Acredito numa arte que não se fecha.
Uma arte que se aproxima, que escuta, que cria pontes e que encontra espaço em cada pessoa, independentemente da sua idade, condição ou percurso.
É nesse lugar que encontro uma das dimensões mais importantes do meu trabalho: a inclusão através da arte.
Porque criar também é pertencer.
Quando alguém é convidado a experimentar uma cor, uma matéria, uma imagem ou uma ideia, está a ser-lhe oferecida mais do que uma experiência artística.
Está a ser-lhe reconhecido um lugar.
Um lugar onde pode participar, expressar-se, imaginar e deixar uma marca.
É por isso que acredito que a arte deve chegar a todos.
Às crianças e aos adultos. Às escolas e às universidades. Aos hospitais, às bibliotecas, às comunidades e às instituições. A quem já vive próximo da arte e, sobretudo, a quem ainda pensa que ela não lhe pertence.
A arte pode ser uma linguagem de inclusão porque não exige que todos sejam iguais para poderem participar.
Pelo contrário.
É precisamente na diferença dos olhares, das experiências e das histórias que a criação se torna mais rica.
É também deste princípio que nasce Fragmentos da Felicidade.
Um projeto que procura encontrar e partilhar pequenos lugares de beleza, memória, natureza, emoção e encontro.

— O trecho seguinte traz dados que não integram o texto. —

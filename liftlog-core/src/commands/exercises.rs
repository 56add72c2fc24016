//! The user's exercise catalog.

use tracing::info;

use crate::error::{LiftLogError, Result};
use crate::service::{DataService, Exercise};

pub async fn list(service: &dyn DataService, user_id: &str) -> Result<Vec<Exercise>> {
    let exercises = service.list_exercises(user_id).await?;
    info!("Listed {} exercises", exercises.len());
    Ok(exercises)
}

/// Create an exercise. The service answers a duplicate name with the
/// existing exercise; that is reported as a validation error when the
/// caller's `catalog` already holds it.
pub async fn create(
    service: &dyn DataService,
    user_id: &str,
    catalog: &[Exercise],
    name: &str,
) -> Result<Exercise> {
    let name = name.trim();
    if name.is_empty() {
        return Err(LiftLogError::Validation("Enter an exercise name".to_string()));
    }

    let exercise = service.create_exercise(user_id, name).await?;
    if catalog.iter().any(|e| e.id == exercise.id) {
        return Err(LiftLogError::Validation(format!(
            "{} already exists",
            exercise.name
        )));
    }
    info!("Created exercise {} ({})", exercise.name, exercise.id);
    Ok(exercise)
}

/// Past workouts keep their copy of the exercise name.
pub async fn delete(service: &dyn DataService, exercise_id: &str) -> Result<()> {
    service.delete_exercise(exercise_id).await?;
    info!("Deleted exercise {}", exercise_id);
    Ok(())
}
use liftlog_core::commands::{auth, history};
use liftlog_core::service::User;

use super::{describe, print_help};
use crate::app::{today, Route};
use crate::context::AppContext;
use crate::input::Input;

const COMMANDS: &[(&str, &str)] = &[
    ("(enter)", "refresh"),
    ("logout", "forget this user on this device"),
];

pub async fn run(ctx: &AppContext, input: &mut Input, user: &User) -> anyhow::Result<Route> {
    render(ctx, user).await;

    loop {
        let Some(line) = input.prompt("home").await? else {
            return Ok(Route::Quit);
        };
        if let Some(route) = Route::parse(&line) {
            return Ok(route);
        }
        match line.as_str() {
            "" => render(ctx, user).await,
            "logout" => {
                if ctx.ok(auth::logout(&ctx.prefs)).is_some() {
                    return Ok(Route::Auth);
                }
            }
            _ => print_help(COMMANDS),
        }
    }
}

async fn render(ctx: &AppContext, user: &User) {
    println!();
    println!("Hi, {}!", user.name);

    let Some(dashboard) = ctx.ok(history::dashboard(ctx.service.as_ref(), &user.id, today()).await)
    else {
        return;
    };

    match &dashboard.today {
        Some(summary) => println!("  Today      {}", describe(summary)),
        None => println!("  Today      nothing logged yet. Type `workout` to start."),
    }
    if !dashboard.recent.is_empty() {
        println!("  Recent");
        for summary in &dashboard.recent {
            println!("    {}", describe(summary));
        }
    }
}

Fragmentos que podem surgir num gesto, numa paisagem, numa lembrança, numa conversa ou simplesmente na possibilidade de alguém parar e olhar.
A felicidade, aqui, não é uma imagem perfeita.
É feita de fragmentos.
E talvez a arte seja também isso: a capacidade de reconhecer valor naquilo que, à primeira vista, poderia passar despercebido.
No meu percurso, tenho procurado aproximar a arte de diferentes pessoas e contextos, cruzando criação, educação, ciência, comunidade e humanismo.
Porque acredito que a arte não deve apenas ser contemplada. Deve poder ser vivida.
Deve criar participação.
Deve despertar perguntas.
Deve dar voz.
Deve permitir que cada pessoa encontre a sua própria forma de estar dentro dela.
É nesse encontro que a arte ganha uma dimensão maior.
Deixa de ser apenas objeto e passa a ser relação.
Deixa de ser apenas expressão individual e torna-se espaço de partilha.
E talvez seja aí que reside uma das suas maiores forças:
Aa arte pode lembrar-nos que todos temos algo para dizer, algo para criar e uma história que merece ser vista.
É por isso que continuo a acreditar numa arte aberta, próxima e inclusiva.
Uma arte que não exclui.
Uma arte que aproxima.
Uma arte que cria pertença.
Uma arte para todos.
Fragmentos da Felicidade – porque também existe felicidade quando encontramos um lugar onde sentimos que pertencemos.